The lament has become a predictable outcome of the GRTU survey, one of several that analyses trends in the retail market with consistent results.

What is worrying is that while the loss of some market to online purchases is inevitable, some local retailers are clearly burying their heads in the sand.

The shopping experience has changed as a result of significant changes in society, from the increase in women working to the prevalence of internet – not to mention internet shopping (including in the wider sense of buying online and having the goods shipped here).

People are more aware of their consumer choices, more demanding of value for money, and much more protective of their free time.

Consumer choice is to a great extent no longer an issue. EU membership has opened our borders and given us access to brands we only dreamed of. But the size of the local market is what it is and retailers cannot be expected to stock the full range of each product. Consumers find this frustrating and that spills over into negative – if unfair – perceptions of retailers.

The issue of price is another oft-repeated complaint that defies any attempt to justify. The consumer simply does not want to hear about transport costs or overheads spread across a smaller client base, no matter whether the product is a medicine, a book or a garment.

And finally the issue of free time. The concept of shopping for pleasure has been irreversibly tarnished by time pressures weighing down on us all. If you have less time to shop for something, you have even less time to shop around and the quicker and less painless the experience, the better. Hence the advantages offered by malls rather than high street shops (apart from the opportunistic sales potential).

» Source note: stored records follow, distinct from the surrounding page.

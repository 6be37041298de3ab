//! Transport service.
//!
//! Selects the transport chosen at startup (`MCP_TRANSPORT`) and runs the
//! routing server on it until the transport shuts down.

use tracing::info;

use super::{TransportConfig, TransportResult};
use crate::core::McpServer;

#[cfg(feature = "stdio")]
use super::stdio::StdioTransport;

#[cfg(feature = "tcp")]
use super::tcp::TcpTransport;

#[cfg(feature = "http")]
use super::http::HttpTransport;

/// Runs an [`McpServer`] on the configured transport.
pub struct TransportService {
    config: TransportConfig,
}

impl TransportService {
    /// Create a new transport service with the given configuration.
    pub fn new(config: TransportConfig) -> Self {
        Self { config }
    }

    /// Get the transport configuration.
    pub fn config(&self) -> &TransportConfig {
        &self.config
    }

    /// Start the transport with the given MCP server.
    ///
    /// This method blocks until the transport is shut down.
    pub async fn run(self, server: McpServer) -> TransportResult<()> {
        info!(
            transport = %self.config.description(),
            server = server.name(),
            version = server.version(),
            "Starting transport"
        );

        match self.config {
            #[cfg(feature = "stdio")]
            TransportConfig::Stdio => StdioTransport::run(server).await,
            #[cfg(feature = "tcp")]
            TransportConfig::Tcp(cfg) => TcpTransport::new(cfg).run(server).await,
            #[cfg(feature = "http")]
            TransportConfig::Http(cfg) => HttpTransport::new(cfg).run(server).await,
        }
    }
}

So what are the solutions? The food sector faced all these issues and took some painful decisions. It realised that as more women started to work (and drive), the less time they would have to visit butchers, bakers and greengrocers and thus the advantage that a supermarket had over individual outlets.

The supermarket gave way to chains, leveraging economies of scale to bring in more international brands, while larger outlets offered more shelf space and catered for more clients to spread the overheads. And they acknowledged that parking is an issue, so they started looking for locations where families could stop, buy groceries for a week at a time, and load them into the boot of the car.

It is utterly pointless to lament the loss of personal service we enjoyed from village grocers and the changing values of family life. Other retail sectors need to adapt or die.

What are they up against? More than half of Malta’s population made at least one online purchase last year – 83 per cent of those between 16 and 24 years and 79 per cent among the 25-34 year cohort. The Business Observer calculated in June 2014 that €40 million a year was being spent online.

And yet, local retailers seem to have given up and 1.4 per cent fewer enterprises were selling online last year when compared to 2014, according to the National Statistics Office.

Retailers need to attract shoppers, offer them choice at a better price, and make it easier for them to do so, whether this means moving to a better location, merging or making deliveries. The writing is on the wall: customers will not go out of their way out of misplaced sentimentality.